Macbeth (1603? play)

Written by William Shakespeare.

I'll be honest, the last time I had to read Shakespeare was in high school, and even then I largely cheated my way through with cliff-notes. But my tastes and abilities have improved a great deal when it comes to my reading, so it was with a surprising amount of anticipation that I once again approached the final subject of my Senior Year English class.

The story begins with a simple setup: on the eve of a decisive military battle, Macbeth, a general in the king's army, learns from a trio of witches that he will one day be king... and proceeds to do everything in his power to achieve and defend that title.

While it's since become a traditional character arc, this play does a wonderful job of displaying Macbeth as a fallen hero. As a general, he is praised for his virtue and loyalty and is, in fact, a noble soul who will stop at nothing to serve his friends and leader. But then comes the prophecy, which brings with it details that quickly prove true, and everything changes in the heart of this soldier. With the promise of power comes a craving to obtain it. With the achieved victory comes a paranoia that his secret will be discovered. With each and every friend that he turns on and stabs in the back, his bloodlust and fury grow and grow and grow until this man, who initially stood outside the King's door, doubting and questioning and vowing to turn away and leave the deed undone, becomes a monster, a tyrant, a devil.

On the opposite side of the spectrum is Lady Macbeth. She starts out devious and ambitious, setting up the traps, prodding her uncertain husband on, and even helping out in the deed, literally bloodying her hands alongside his. But, over time, the pressures that drive her husband's quest for power begin to wear on her and she sinks deeper and deeper into a guilt-ridden madness.
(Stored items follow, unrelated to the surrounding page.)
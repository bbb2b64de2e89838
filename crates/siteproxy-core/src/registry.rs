//! Read-only registry of monitored sites

use std::collections::BTreeMap;
use std::path::Path;

use crate::config::{expand_tilde, ProxyConfig, SiteConfig};
use crate::{ProxyError, ProxyResult, SiteDescriptor};

/// Sites known to the proxy, keyed by name. Immutable after construction.
#[derive(Debug, Clone, Default)]
pub struct SiteRegistry {
    sites: BTreeMap<String, SiteDescriptor>,
}

impl SiteRegistry {
    /// Build the registry from a loaded configuration
    pub fn from_config(config: &ProxyConfig) -> ProxyResult<Self> {
        let sites = config
            .sites
            .iter()
            .map(|(name, site)| descriptor(name, site).map(|d| (name.clone(), d)))
            .collect::<ProxyResult<BTreeMap<_, _>>>()?;

        Ok(Self { sites })
    }

    /// Build a registry directly from descriptors
    pub fn from_sites(sites: impl IntoIterator<Item = SiteDescriptor>) -> Self {
        Self {
            sites: sites.into_iter().map(|s| (s.name.clone(), s)).collect(),
        }
    }

    /// Look up a site by name
    pub fn get(&self, name: &str) -> ProxyResult<&SiteDescriptor> {
        self.sites
            .get(name)
            .ok_or_else(|| ProxyError::SiteNotFound(name.to_string()))
    }

    /// The first site in name order
    pub fn first(&self) -> Option<&SiteDescriptor> {
        self.sites.values().next()
    }

    pub fn iter(&self) -> impl Iterator<Item = &SiteDescriptor> {
        self.sites.values()
    }

    pub fn len(&self) -> usize {
        self.sites.len()
    }

    pub fn is_empty(&self) -> bool {
        self.sites.is_empty()
    }
}

fn descriptor(name: &str, site: &SiteConfig) -> ProxyResult<SiteDescriptor> {
    if site.ssh.host.trim().is_empty() {
        return Err(ProxyError::Config(format!("site {}: ssh host is empty", name)));
    }

    if let Some(w) = site.weight {
        if !w.is_finite() || !(0.0..=1.0).contains(&w) {
            return Err(ProxyError::Config(format!(
                "site {}: weight {} is outside (0.0, 1.0]",
                name, w
            )));
        }
    }

    Ok(SiteDescriptor {
        name: name.to_string(),
        location: site.location.clone(),
        url: site.http.url.clone(),
        host: site.ssh.host.clone(),
        port: site.ssh.port,
        user: site.ssh.user.clone(),
        key: site.ssh.key.as_deref().map(|k| expand_tilde(Path::new(k))),
        weight: site.weight,
    })
}

#[cfg(test)]
mod tests {
    use super::*;

    fn config(yaml: &str) -> ProxyConfig {
        ProxyConfig::from_yaml(yaml).unwrap()
    }

    #[test]
    fn test_from_config() {
        let registry = SiteRegistry::from_config(&config(
            r#"
sites:
  west:
    location: "West"
    weight: 0.5
    http: { url: "https://west.example.com" }
    ssh: { host: "west.example.com", user: "bot", key: "/keys/id" }
  east:
    http: { url: "https://east.example.com" }
    ssh: { host: "east.example.com" }
"#,
        ))
        .unwrap();

        assert_eq!(registry.len(), 2);
        assert_eq!(registry.first().unwrap().name, "east");

        let west = registry.get("west").unwrap();
        assert_eq!(west.importance(), 0.5);
        assert_eq!(west.destination(), "bot@west.example.com");
        assert_eq!(west.key.as_deref(), Some(Path::new("/keys/id")));
        assert_eq!(west.url, "https://west.example.com");
    }

    #[test]
    fn test_zero_weight_accepted() {
        let registry = SiteRegistry::from_config(&config(
            "sites:\n  a:\n    weight: 0\n    ssh: { host: a.example.com }\n",
        ))
        .unwrap();
        assert_eq!(registry.get("a").unwrap().importance(), 1.0);
    }

    #[test]
    fn test_invalid_weight_rejected() {
        let result = SiteRegistry::from_config(&config(
            "sites:\n  a:\n    weight: 1.5\n    ssh: { host: a.example.com }\n",
        ));
        assert!(matches!(result, Err(ProxyError::Config(_))));

        let result = SiteRegistry::from_config(&config(
            "sites:\n  a:\n    weight: -0.1\n    ssh: { host: a.example.com }\n",
        ));
        assert!(matches!(result, Err(ProxyError::Config(_))));
    }

    #[test]
    fn test_empty_host_rejected() {
        let result =
            SiteRegistry::from_config(&config("sites:\n  a:\n    ssh: { host: \"\" }\n"));
        assert!(matches!(result, Err(ProxyError::Config(_))));
    }

    #[test]
    fn test_unknown_site() {
        let registry = SiteRegistry::default();
        assert!(registry.is_empty());
        assert!(registry.first().is_none());
        assert!(matches!(registry.get("nope"), Err(ProxyError::SiteNotFound(_))));
    }
}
These two character arcs have been played out time and time again to the point where they are now considered common archetypes, but rarely have they been executed with such skill as they are here. The Macbeths could have led a prosperous, successful life under the rule of King Duncan, but instead commit actions which lead to a strained rule which is destined to collapse.

And with this comes the inevitable question of all prophecies: was it always meant to be such, or did it merely happen because the prophecy was first delivered? While it's an intriguing question, the latter is the likely route here, for it was only with the witches' words that the valiant Macbeth started his turn.

And then there's Banquo, the other man of the prophecy. He would never be king, but his sons would be. It's through him that we both get the promise of the future and the beginnings of Macbeth's paranoia. Since he was present at the prophecy's reading, he already has suspicions against his friend, his new king, and yet stands by him... only to fall victim to his own loyalty, a virtue Macbeth once shared.

The other major player in the story is Macduff, a fellow general in the King's forces. He fled the country at the time of the assassination to protect the prince from a potential coup but, when Macbeth's power hunger leads to the family left behind, it is Macduff and his allies that raise an army to fight the former friend who deceived them. It's amazing how epic this part of the story gets, with characters running across the stage and descriptions of tens of thousands of soldiers using camouflage to make an entire forest move into battle. Is it any surprise J.R.R. Tolkien took that last part as inspiration?

I know that this is the part of the review that will make most of my literary betters scoff with laughter, but I'll admit that the language of Shakespeare was quite daunting to me in my teens and I was a little afraid of it here. Thankfully, I found it quite easy to read, having a surprisingly naturalistic poetic flow that easily covers for the barest of skeletal scenic descriptions. I won't get into the sentence structure or rhyming scheme because I still can't tell a person what an adverb is. All I do is read the stuff and this read well.

With my high school degree and tendency to read comics and tie-in novels, I'm probably among the least qualified to comment on one of the greatest dramatic works ever to hit the stage, but this is my blog, dammit, and I'll say what I want to say. And what I want to say is: me like.